Collected data entries:

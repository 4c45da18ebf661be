//! Data-access capabilities and the concrete buffers that provide them.
//!
//! The runtime never works against a concrete buffer type directly; every
//! parser and writer primitive is generic over a small capability set:
//!
//! - [`SequentialData`]: a cursor with `position ≤ limit ≤ capacity`
//! - [`ReadableSequentialData`]: cursor-based reads
//! - [`WritableSequentialData`]: cursor-based writes
//! - [`RandomAccessData`]: immutable absolute-offset reads
//!
//! Concrete providers:
//!
//! | Type | Capabilities |
//! |---|---|
//! | [`BufferedData`] | sequential read/write + random access, heap or off-heap |
//! | [`DataCursor`] | sequential read over any [`RandomAccessData`] |
//! | [`ReadStream`] / [`WriteStream`] | sequential over `std::io` streams |
//! | [`HashingData`] | sequential write into a streaming hash |
//!
//! The cursor invariant `0 ≤ position ≤ limit ≤ capacity` holds at every
//! observable point. `set_limit` clamps rather than errors: below `position`
//! it becomes `position`, above `capacity` it becomes `capacity`.

mod buffered;
mod cursor;
mod hashing;
mod storage;
mod stream;

pub use buffered::BufferedData;
pub use cursor::DataCursor;
pub use hashing::{HashingData, Sha256Sink, StreamingHash, Xxh3Sink};
pub use stream::{ReadStream, WriteStream};

use crate::bytes::Bytes;
use crate::error::{Result, WireError};
use crate::varint;

/// Byte order for fixed-width reads and writes where the caller has a choice.
///
/// The protobuf wire format itself is always little-endian; the big-endian
/// variants exist for embedding foreign fixed-width framing around messages.
#[derive(Clone, Copy, Debug, PartialEq, Eq)]
pub enum ByteOrder {
    /// Most significant byte first.
    BigEndian,
    /// Least significant byte first.
    LittleEndian,
}

// ─────────────────────────────────────────────────────────────────────────────
// SequentialData: the cursor contract
// ─────────────────────────────────────────────────────────────────────────────

/// State shared by every cursor-based data source or sink.
pub trait SequentialData {
    /// Maximum number of bytes this data can ever hold. `u64::MAX` for
    /// streams.
    fn capacity(&self) -> u64;

    /// Next index to be read or written; for streams, the count of bytes
    /// consumed or produced so far.
    fn position(&self) -> u64;

    /// Upper bound for reads or writes.
    fn limit(&self) -> u64;

    /// Move the limit, clamping into `[position, capacity]`.
    fn set_limit(&mut self, limit: u64);

    /// Advance the position by up to `n` bytes, returning how many were
    /// actually skipped. Stream-backed variants consume (and may block on)
    /// the underlying source.
    fn skip(&mut self, n: u64) -> Result<u64>;

    /// Bytes left between position and limit.
    #[inline]
    fn remaining(&self) -> u64 {
        self.limit().saturating_sub(self.position())
    }

    /// True when at least one byte remains.
    #[inline]
    fn has_remaining(&self) -> bool {
        self.remaining() > 0
    }
}

// ─────────────────────────────────────────────────────────────────────────────
// ReadableSequentialData
// ─────────────────────────────────────────────────────────────────────────────

/// Cursor-based reading.
///
/// Implementors provide the three primitive methods; everything else is
/// derived. Contiguous sources additionally override [`chunk`] so varint
/// decoding can run over raw memory instead of byte-at-a-time calls.
///
/// [`chunk`]: ReadableSequentialData::chunk
pub trait ReadableSequentialData: SequentialData {
    /// Read one byte, failing with `BufferUnderflow` at the limit or EOF.
    fn read_byte(&mut self) -> Result<u8>;

    /// Read one byte, reporting a clean end of data as `Ok(None)`.
    ///
    /// This is how the field-dispatch loop distinguishes "no more fields"
    /// from "truncated field".
    fn try_read_byte(&mut self) -> Result<Option<u8>>;

    /// Fill `dst` exactly, failing with `BufferUnderflow` if fewer than
    /// `dst.len()` bytes remain.
    fn read_slice(&mut self, dst: &mut [u8]) -> Result<()>;

    /// The remaining readable bytes as one contiguous slice, if this source
    /// is memory-backed. Streams return `None`.
    ///
    /// The returned slice aliases the buffer's backing store; callers must
    /// drop it before mutating the buffer through any handle.
    fn chunk(&self) -> Option<&[u8]> {
        None
    }

    /// Read `len` bytes into a fresh [`Bytes`] that owns its storage.
    ///
    /// The copy is deliberate: the returned value must stay intact even if
    /// the source buffer is mutated or recycled afterwards.
    fn read_bytes(&mut self, len: usize) -> Result<Bytes> {
        let mut v = vec![0u8; len];
        self.read_slice(&mut v)?;
        Ok(Bytes::wrap(v))
    }

    /// Read a little-endian `u32`.
    #[inline]
    fn read_u32_le(&mut self) -> Result<u32> {
        let mut b = [0u8; 4];
        self.read_slice(&mut b)?;
        Ok(u32::from_le_bytes(b))
    }

    /// Read a little-endian `u64`.
    #[inline]
    fn read_u64_le(&mut self) -> Result<u64> {
        let mut b = [0u8; 8];
        self.read_slice(&mut b)?;
        Ok(u64::from_le_bytes(b))
    }

    /// Read an `i32` in the requested byte order.
    #[inline]
    fn read_i32(&mut self, order: ByteOrder) -> Result<i32> {
        let mut b = [0u8; 4];
        self.read_slice(&mut b)?;
        Ok(match order {
            ByteOrder::BigEndian => i32::from_be_bytes(b),
            ByteOrder::LittleEndian => i32::from_le_bytes(b),
        })
    }

    /// Read an `i64` in the requested byte order.
    #[inline]
    fn read_i64(&mut self, order: ByteOrder) -> Result<i64> {
        let mut b = [0u8; 8];
        self.read_slice(&mut b)?;
        Ok(match order {
            ByteOrder::BigEndian => i64::from_be_bytes(b),
            ByteOrder::LittleEndian => i64::from_le_bytes(b),
        })
    }

    /// Read an IEEE-754 single in the requested byte order.
    #[inline]
    fn read_f32(&mut self, order: ByteOrder) -> Result<f32> {
        self.read_i32(order).map(|v| f32::from_bits(v as u32))
    }

    /// Read an IEEE-754 double in the requested byte order.
    #[inline]
    fn read_f64(&mut self, order: ByteOrder) -> Result<f64> {
        self.read_i64(order).map(|v| f64::from_bits(v as u64))
    }

    /// Read a raw unsigned varint.
    ///
    /// Memory-backed sources decode from [`chunk`] in one pass; streams fall
    /// through to a `read_byte` loop.
    ///
    /// [`chunk`]: ReadableSequentialData::chunk
    fn read_var_u64(&mut self) -> Result<u64> {
        let fast = self.chunk().map(varint::decode);
        if let Some(res) = fast {
            let (value, consumed) = res?;
            self.skip(consumed as u64)?;
            return Ok(value);
        }
        let mut value = 0u64;
        for i in 0..varint::MAX_VARINT_LEN {
            let b = self.read_byte()?;
            value |= u64::from(b & 0x7F) << (7 * i);
            if b & 0x80 == 0 {
                return Ok(value);
            }
        }
        Err(WireError::Malformed("varint exceeds 10 bytes"))
    }

    /// Read a 32-bit varint, optionally zig-zag encoded.
    #[inline]
    fn read_var_int(&mut self, zigzag: bool) -> Result<i32> {
        let raw = self.read_var_u64()?;
        Ok(if zigzag {
            varint::zigzag_decode32(raw as u32)
        } else {
            raw as i32
        })
    }

    /// Read a 64-bit varint, optionally zig-zag encoded.
    #[inline]
    fn read_var_long(&mut self, zigzag: bool) -> Result<i64> {
        let raw = self.read_var_u64()?;
        Ok(if zigzag {
            varint::zigzag_decode64(raw)
        } else {
            raw as i64
        })
    }
}

// ─────────────────────────────────────────────────────────────────────────────
// WritableSequentialData
// ─────────────────────────────────────────────────────────────────────────────

/// Cursor-based writing.
///
/// Fixed-width and varint helpers stage the value in a small stack buffer and
/// hand it to [`write_slice`] in a single call, so sinks that intercept
/// writes (hashing, streams) see each value as one contiguous span.
///
/// [`write_slice`]: WritableSequentialData::write_slice
pub trait WritableSequentialData: SequentialData {
    /// Write one byte, failing with `BufferOverflow` at the limit.
    fn write_byte(&mut self, b: u8) -> Result<()>;

    /// Write all of `src`, failing with `BufferOverflow` if it does not fit.
    fn write_slice(&mut self, src: &[u8]) -> Result<()>;

    /// Write a little-endian `u32`.
    #[inline]
    fn write_u32_le(&mut self, v: u32) -> Result<()> {
        self.write_slice(&v.to_le_bytes())
    }

    /// Write a little-endian `u64`.
    #[inline]
    fn write_u64_le(&mut self, v: u64) -> Result<()> {
        self.write_slice(&v.to_le_bytes())
    }

    /// Write an `i32` in the requested byte order.
    #[inline]
    fn write_i32(&mut self, v: i32, order: ByteOrder) -> Result<()> {
        match order {
            ByteOrder::BigEndian => self.write_slice(&v.to_be_bytes()),
            ByteOrder::LittleEndian => self.write_slice(&v.to_le_bytes()),
        }
    }

    /// Write an `i64` in the requested byte order.
    #[inline]
    fn write_i64(&mut self, v: i64, order: ByteOrder) -> Result<()> {
        match order {
            ByteOrder::BigEndian => self.write_slice(&v.to_be_bytes()),
            ByteOrder::LittleEndian => self.write_slice(&v.to_le_bytes()),
        }
    }

    /// Write an IEEE-754 single in the requested byte order.
    #[inline]
    fn write_f32(&mut self, v: f32, order: ByteOrder) -> Result<()> {
        self.write_i32(v.to_bits() as i32, order)
    }

    /// Write an IEEE-754 double in the requested byte order.
    #[inline]
    fn write_f64(&mut self, v: f64, order: ByteOrder) -> Result<()> {
        self.write_i64(v.to_bits() as i64, order)
    }

    /// Write a raw unsigned varint.
    #[inline]
    fn write_var_u64(&mut self, v: u64) -> Result<()> {
        let mut buf = [0u8; varint::MAX_VARINT_LEN];
        let n = varint::encode(v, &mut buf);
        self.write_slice(&buf[..n])
    }

    /// Write a 32-bit varint. Without zig-zag, negative values are
    /// sign-extended to 64 bits and cost the full 10 bytes.
    #[inline]
    fn write_var_int(&mut self, v: i32, zigzag: bool) -> Result<()> {
        if zigzag {
            self.write_var_u64(u64::from(varint::zigzag_encode32(v)))
        } else {
            self.write_var_u64(v as i64 as u64)
        }
    }

    /// Write a 64-bit varint, optionally zig-zag encoded.
    #[inline]
    fn write_var_long(&mut self, v: i64, zigzag: bool) -> Result<()> {
        if zigzag {
            self.write_var_u64(varint::zigzag_encode64(v))
        } else {
            self.write_var_u64(v as u64)
        }
    }

    /// Write the UTF-8 bytes of `s`.
    #[inline]
    fn write_utf8(&mut self, s: &str) -> Result<()> {
        self.write_slice(s.as_bytes())
    }

    /// Write the content of a byte blob.
    #[inline]
    fn write_bytes(&mut self, b: &Bytes) -> Result<()> {
        self.write_slice(b.as_ref())
    }
}

// ─────────────────────────────────────────────────────────────────────────────
// RandomAccessData
// ─────────────────────────────────────────────────────────────────────────────

/// Immutable absolute-offset access over length-known data.
///
/// Every convenience getter derives from `length` / `byte_at` / `get_bytes`,
/// so implementors only supply those three.
pub trait RandomAccessData {
    /// Total number of readable bytes.
    fn length(&self) -> u64;

    /// The byte at `offset`, or `BufferUnderflow` past the end.
    fn byte_at(&self, offset: u64) -> Result<u8>;

    /// Copy bytes starting at `offset` into `dst`, clamped by the source
    /// length. Returns the number of bytes copied. Moves no cursor.
    fn get_bytes(&self, offset: u64, dst: &mut [u8]) -> usize;

    /// The whole content as one contiguous slice, when the backing store is
    /// immutable memory. Mutable buffers return `None`.
    fn as_contiguous(&self) -> Option<&[u8]> {
        None
    }

    /// Little-endian `u32` at `offset`.
    #[inline]
    fn get_u32_le(&self, offset: u64) -> Result<u32> {
        let mut b = [0u8; 4];
        if self.get_bytes(offset, &mut b) < 4 {
            return Err(WireError::BufferUnderflow);
        }
        Ok(u32::from_le_bytes(b))
    }

    /// Little-endian `u64` at `offset`.
    #[inline]
    fn get_u64_le(&self, offset: u64) -> Result<u64> {
        let mut b = [0u8; 8];
        if self.get_bytes(offset, &mut b) < 8 {
            return Err(WireError::BufferUnderflow);
        }
        Ok(u64::from_le_bytes(b))
    }

    /// Little-endian `i32` at `offset`.
    #[inline]
    fn get_i32_le(&self, offset: u64) -> Result<i32> {
        self.get_u32_le(offset).map(|v| v as i32)
    }

    /// Little-endian `i64` at `offset`.
    #[inline]
    fn get_i64_le(&self, offset: u64) -> Result<i64> {
        self.get_u64_le(offset).map(|v| v as i64)
    }

    /// Little-endian single at `offset`.
    #[inline]
    fn get_f32_le(&self, offset: u64) -> Result<f32> {
        self.get_u32_le(offset).map(f32::from_bits)
    }

    /// Little-endian double at `offset`.
    #[inline]
    fn get_f64_le(&self, offset: u64) -> Result<f64> {
        self.get_u64_le(offset).map(f64::from_bits)
    }

    /// Decode a 32-bit varint at `offset`.
    fn get_var_int(&self, offset: u64, zigzag: bool) -> Result<i32> {
        let raw = self.get_var_raw(offset)?;
        Ok(if zigzag {
            varint::zigzag_decode32(raw as u32)
        } else {
            raw as i32
        })
    }

    /// Decode a 64-bit varint at `offset`.
    fn get_var_long(&self, offset: u64, zigzag: bool) -> Result<i64> {
        let raw = self.get_var_raw(offset)?;
        Ok(if zigzag {
            varint::zigzag_decode64(raw)
        } else {
            raw as i64
        })
    }

    /// Raw varint at `offset`.
    fn get_var_raw(&self, offset: u64) -> Result<u64> {
        let mut buf = [0u8; varint::MAX_VARINT_LEN];
        let n = self.get_bytes(offset, &mut buf);
        varint::decode(&buf[..n]).map(|(v, _)| v)
    }

    /// True when this data starts with `prefix`.
    fn matches_prefix(&self, prefix: &[u8]) -> bool {
        self.contains(0, prefix)
    }

    /// True when `other` occurs in full at `offset`.
    fn contains(&self, offset: u64, other: &[u8]) -> bool {
        if (other.len() as u64).saturating_add(offset) > self.length() {
            return false;
        }
        let mut scratch = [0u8; 64];
        let mut done = 0usize;
        while done < other.len() {
            let n = (other.len() - done).min(scratch.len());
            let got = self.get_bytes(offset + done as u64, &mut scratch[..n]);
            if got < n || scratch[..n] != other[done..done + n] {
                return false;
            }
            done += n;
        }
        true
    }

    /// The whole content validated as UTF-8.
    fn as_utf8(&self) -> Result<String> {
        if let Some(s) = self.as_contiguous() {
            return crate::utf8::validate(s).map(str::to_owned);
        }
        let mut v = vec![0u8; self.length() as usize];
        self.get_bytes(0, &mut v);
        crate::utf8::into_string(v)
    }
}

ACTION ITEM: Search the data above for lines holding "returned" and copy each of them.

REPLY TO THE EXERCISE:
    /// The returned slice aliases the buffer's backing store; callers must
    /// The copy is deliberate: the returned value must stay intact even if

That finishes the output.